The paper tackles the problem of generating explicit matching evidence in image retrieval, which is needed for applications like medical imaging, by directly modeling matching evidence instead of relying on deep representation learning. The method achieves state-of-the-art performance, setting new records of 97.77% on Oxford-5k and 97.81% on Paris-6k without using deep features.
Deep learning became the game changer for image retrieval soon after it was introduced. It promotes the feature extraction (by representation learning) as the core of image retrieval, with the relevance/matching evaluation being degenerated into simple similarity metrics. In many applications, we need the matching evidence to be indicated rather than just have the ranked list (e.g., the locations of the target proteins/cells/lesions in medical images). It is like the matched words need to be highlighted in search engines. However, this is not easy to implement without explicit relevance/matching modeling. The deep representation learning models are not feasible because of their blackbox nature. In this paper, we revisit the importance of relevance/matching modeling in deep learning era with an indicative retrieval setting. The study shows that it is possible to skip the representation learning and model the matching evidence directly.

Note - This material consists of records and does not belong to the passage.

/// Lock one slot row by its natural key.
async fn lock_slot(
    conn: &mut AsyncPgConnection,
    site_id: SiteId,
    date: NaiveDate,
    time: SlotTime,
) -> Result<Option<TimeSlotRow>, DieselError> {
    time_slots::table
        .filter(time_slots::site_id.eq(site_id.get()))
        .filter(time_slots::date.eq(date))
        .filter(time_slots::slot_time.eq(minute_column(time)))
        .select(TimeSlotRow::as_select())
        .for_update()
        .first(conn)
        .await
        .optional()
}

async fn write_state(
    conn: &mut AsyncPgConnection,
    slot_id: i64,
    state: SlotState,
) -> Result<(), DieselError> {
    diesel::update(time_slots::table.find(slot_id))
        .set(occupancy_update(state))
        .execute(conn)
        .await
        .map(|_| ())
}

/// Clear the slots owned by the given reservations. The foreign key would
/// only null `reserved_truck_id`, leaving `reserved_at` behind.
async fn vacate_slots(conn: &mut AsyncPgConnection, ids: &[i64]) -> Result<(), DieselError> {
    diesel::update(time_slots::table.filter(time_slots::reserved_truck_id.eq_any(ids)))
        .set(occupancy_update(SlotState::Open))
        .execute(conn)
        .await
        .map(|_| ())
}

#[async_trait]
impl ScheduleRepository for DieselScheduleRepository {
    async fn save_day(
        &self,
        settings: &DaySettings,
        slots: &[GridSlot],
    ) -> Result<usize, ScheduleRepositoryError> {
        let settings_row = day_settings_to_row(settings);
        let slot_rows: Vec<NewTimeSlotRow> = slots
            .iter()
            .map(|slot| NewTimeSlotRow {
                site_id: settings.site_id.get(),
                date: settings.date,
                slot_time: minute_column(slot.time),
                is_workin: slot.is_workin,
            })
            .collect();
        let mut conn = self.pool.get().await.map_err(map_pool_error)?;

        let created = conn
            .transaction(|conn| {
                async move {
                    diesel::insert_into(site_settings::table)
                        .values(&settings_row)
                        .on_conflict((site_settings::site_id, site_settings::date))
                        .do_update()
                        .set((
                            site_settings::loads_target.eq(excluded(site_settings::loads_target)),
                            site_settings::open_time.eq(excluded(site_settings::open_time)),
                            site_settings::close_time.eq(excluded(site_settings::close_time)),
                            site_settings::workins_per_hour
                                .eq(excluded(site_settings::workins_per_hour)),
                            site_settings::paused.eq(excluded(site_settings::paused)),
                            site_settings::updated_at.eq(diesel::dsl::now),
                        ))
                        .execute(conn)
                        .await?;

                    if slot_rows.is_empty() {
                        return Ok::<usize, DieselError>(0);
                    }

                    diesel::insert_into(time_slots::table)
                        .values(&slot_rows)
                        .on_conflict((time_slots::site_id, time_slots::date, time_slots::slot_time))
                        .do_nothing()
                        .execute(conn)
                        .await
                }
                .scope_boxed()
            })
            .await
            .map_err(map_diesel_error)?;

        debug!(
            site_id = settings.site_id.get(),
            date = %settings.date,
            created,
            "saved day settings"
        );
        Ok(created)
    }

    async fn day_settings(
        &self,
        site_id: SiteId,
        date: NaiveDate,
    ) -> Result<Option<DaySettings>, ScheduleRepositoryError> {
        let mut conn = self.pool.get().await.map_err(map_pool_error)?;
        let row = site_settings::table
            .find((site_id.get(), date))
            .select(SiteSettingsRow::as_select())
            .first(&mut conn)
            .await
            .optional()
            .map_err(map_diesel_error)?;
        row.map(day_settings_from_row).transpose().map_err(corrupt)
    }

    async fn list_slots(
        &self,
        site_id: SiteId,
        date: NaiveDate,
    ) -> Result<Vec<Slot>, ScheduleRepositoryError> {
        let mut conn = self.pool.get().await.map_err(map_pool_error)?;
        let rows: Vec<TimeSlotRow> = time_slots::table
            .filter(time_slots::site_id.eq(site_id.get()))
            .filter(time_slots::date.eq(date))
            .order(time_slots::slot_time.asc())
            .select(TimeSlotRow::as_select())
            .load(&mut conn)
            .await
            .map_err(map_diesel_error)?;
        rows.into_iter()
            .map(slot_from_row)
            .collect::<Result<_, _>>()
            .map_err(corrupt)
    }

    async fn place_hold(
        &self,
        key: &SlotKey,
        token: HoldToken,
        expires_at: DateTime<Utc>,
        now: DateTime<Utc>,
    ) -> Result<Hold, ScheduleRepositoryError> {
        let key = *key;
        let mut conn = self.pool.get().await.map_err(map_pool_error)?;

        conn.transaction(|conn| {
            async move {
                let row = lock_slot(conn, key.site_id, key.date, key.time)
                    .await?
                    .ok_or_else(|| ScheduleRepositoryError::not_found("slot not found"))?;
                let current = slot_state_from_row(&row).map_err(corrupt)?;
                let next = current.hold(token, expires_at, now)?;
                write_state(conn, row.id, next).await?;
                Ok::<Hold, SlotTxError>(Hold { token, expires_at })
            }
            .scope_boxed()
        })
        .await
        .map_err(map_tx_error)
    }

    async fn confirm_hold(
        &self,
        token: HoldToken,
        details: &BookingDetails,
        manage_token: ManageToken,
        now: DateTime<Utc>,
    ) -> Result<Reservation, ScheduleRepositoryError> {
        let details = details.clone();
        let mut conn = self.pool.get().await.map_err(map_pool_error)?;

        let row = conn
            .transaction(|conn| {
                async move {
                    let slot = time_slots::table
                        .filter(time_slots::hold_token.eq(token.as_uuid()))
                        .select(TimeSlotRow::as_select())
                        .for_update()
                        .first(conn)
                        .await
                        .optional()?
                        .ok_or_else(|| ScheduleRepositoryError::gone("hold expired or invalid"))?;
                    let current = slot_state_from_row(&slot).map_err(corrupt)?;

                    // The reservation id is only known after the insert; a
                    // refused transition rolls the insert back.
                    let new_row = NewReservationRow {
                        site_id: slot.site_id,
                        date: slot.date,
                        slot_time: slot.slot_time,
                        license_plate: details.license_plate.as_deref(),
                        driver_name: details.driver_name.as_deref(),
                        driver_phone: details.driver_phone.as_ref().map(|p| p.as_str()),
                        vendor_name: details.vendor_name.as_deref(),
                        farm_or_ticket: details.farm_or_ticket.as_deref(),
                        est_amount: details.est_amount,
                        est_unit: details.est_unit.as_deref(),
                        manage_token: *manage_token.as_uuid(),
                        created_at: now,
                    };
                    let inserted: ReservationRow = diesel::insert_into(slot_reservations::table)
                        .values(&new_row)
                        .returning(ReservationRow::as_returning())
                        .get_result(conn)
                        .await?;

                    let next = current.confirm(token, ReservationId::new(inserted.id), now)?;
                    write_state(conn, slot.id, next).await?;
                    Ok::<ReservationRow, SlotTxError>(inserted)
                }
                .scope_boxed()
            })
            .await
            .map_err(map_tx_error)?;

        reservation_from_row(row).map_err(corrupt)
    }

    async fn release_hold(&self, token: HoldToken) -> Result<bool, ScheduleRepositoryError> {
        let mut conn = self.pool.get().await.map_err(map_pool_error)?;
        let cleared = diesel::update(
            time_slots::table.filter(time_slots::hold_token.eq(token.as_uuid())),
        )
        .set(occupancy_update(SlotState::Open))
        .execute(&mut conn)
        .await
        .map_err(map_diesel_error)?;
        Ok(cleared > 0)
    }

    async fn reassign(
        &self,
        reservation_id: ReservationId,
        target: SlotTime,
        now: DateTime<Utc>,
    ) -> Result<Reservation, ScheduleRepositoryError> {
        let mut conn = self.pool.get().await.map_err(map_pool_error)?;

        let row = conn
            .transaction(|conn| {
                async move {
                    let reservation: ReservationRow = slot_reservations::table
                        .find(reservation_id.get())
                        .select(ReservationRow::as_select())
                        .for_update()
                        .first(conn)
                        .await
                        .optional()?
                        .ok_or_else(|| ScheduleRepositoryError::not_found("reservation not found"))?;

                    // Lock source and target in slot order so opposing moves
                    // cannot deadlock.
                    let target_minutes = minute_column(target);
                    let locked: Vec<TimeSlotRow> = time_slots::table
                        .filter(time_slots::site_id.eq(reservation.site_id))
                        .filter(time_slots::date.eq(reservation.date))
                        .filter(time_slots::slot_time.eq_any(vec![reservation.slot_time, target_minutes]))
                        .order(time_slots::slot_time.asc())
                        .select(TimeSlotRow::as_select())
                        .for_update()
                        .load(conn)
                        .await?;

                    let target_row = locked
                        .iter()
                        .find(|row| row.slot_time == target_minutes)
                        .ok_or_else(|| ScheduleRepositoryError::not_found("target slot not found"))?;
                    let occupied = slot_state_from_row(target_row)
                        .map_err(corrupt)?
                        .occupy(reservation_id, now)?;

                    if let Some(source) = locked
                        .iter()
                        .find(|row| row.slot_time == reservation.slot_time)
                    {
                        let vacated = slot_state_from_row(source)
                            .map_err(corrupt)?
                            .vacate(reservation_id);
                        write_state(conn, source.id, vacated).await?;
                    }
                    write_state(conn, target_row.id, occupied).await?;

                    let updated: ReservationRow =
                        diesel::update(slot_reservations::table.find(reservation_id.get()))
                            .set(slot_reservations::slot_time.eq(target_minutes))
                            .returning(ReservationRow::as_returning())
                            .get_result(conn)
                            .await?;
                    Ok::<ReservationRow, SlotTxError>(updated)
                }
                .scope_boxed()
            })
            .await
            .map_err(map_tx_error)?;

        reservation_from_row(row).map_err(corrupt)
    }

    async fn cancel(
        &self,
        reservation_id: ReservationId,
    ) -> Result<Reservation, ScheduleRepositoryError> {
        let mut conn = self.pool.get().await.map_err(map_pool_error)?;

        let row = conn
            .transaction(|conn| {
                async move {
                    vacate_slots(conn, &[reservation_id.get()]).await?;
                    let deleted: ReservationRow =
                        diesel::delete(slot_reservations::table.find(reservation_id.get()))
                            .returning(ReservationRow::as_returning())
                            .get_result(conn)
                            .await
                            .optional()?
                            .ok_or_else(|| {
                                ScheduleRepositoryError::not_found("reservation not found")
                            })?;
                    Ok::<ReservationRow, SlotTxError>(deleted)
                }
                .scope_boxed()
            })
            .await
            .map_err(map_tx_error)?;

        reservation_from_row(row).map_err(corrupt)
    }

    async fn cancel_many_on_day(
        &self,
        site_id: SiteId,
        date: NaiveDate,
        reservation_ids: &[ReservationId],
    ) -> Result<usize, ScheduleRepositoryError> {
        let requested: Vec<i64> = reservation_ids.iter().map(|id| id.get()).collect();
        let mut conn = self.pool.get().await.map_err(map_pool_error)?;

        conn.transaction(|conn| {
            async move {
                let owned: Vec<i64> = slot_reservations::table
                    .filter(slot_reservations::site_id.eq(site_id.get()))
                    .filter(slot_reservations::date.eq(date))
                    .filter(slot_reservations::id.eq_any(&requested))
                    .select(slot_reservations::id)
                    .for_update()
                    .load(conn)
                    .await?;
                if owned.is_empty() {
                    return Ok(0);
                }
                vacate_slots(conn, &owned).await?;
                diesel::delete(slot_reservations::table.filter(slot_reservations::id.eq_any(&owned)))
                    .execute(conn)
                    .await
            }
            .scope_boxed()
        })
        .await
        .map_err(map_diesel_error)
    }

    async fn list_reservations(
        &self,
        site_id: SiteId,
        date: NaiveDate,
    ) -> Result<Vec<Reservation>, ScheduleRepositoryError> {
        let mut conn = self.pool.get().await.map_err(map_pool_error)?;
        let rows: Vec<ReservationRow> = slot_reservations::table
            .filter(slot_reservations::site_id.eq(site_id.get()))
            .filter(slot_reservations::date.eq(date))
            .order((slot_reservations::slot_time.asc(), slot_reservations::id.asc()))
            .select(ReservationRow::as_select())
            .load(&mut conn)
            .await
            .map_err(map_diesel_error)?;
        rows.into_iter()
            .map(reservation_from_row)
            .collect::<Result<_, _>>()
            .map_err(corrupt)
    }

    async fn find_by_manage_token(
        &self,
        token: ManageToken,
    ) -> Result<Option<Reservation>, ScheduleRepositoryError> {
        let mut conn = self.pool.get().await.map_err(map_pool_error)?;
        let row = slot_reservations::table
            .filter(slot_reservations::manage_token.eq(token.as_uuid()))
            .select(ReservationRow::as_select())
            .first(&mut conn)
            .await
            .optional()
            .map_err(map_diesel_error)?;
        row.map(reservation_from_row).transpose().map_err(corrupt)
    }
}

By removing the dependency on the pre-trained models, it has avoided a lot of related issues (e.g., the domain gap between classification and retrieval, the detail-diffusion caused by convolution, and so on). More importantly, the study demonstrates that the matching can be explicitly modeled and backtracked later for generating the matching evidence indications. It can improve the explainability of deep inference. Our method obtains a best performance in literature on both Oxford-5k and Paris-6k, and sets a new record of 97.77% on Oxford-5k (97.81% on Paris-6k) without extracting any deep features.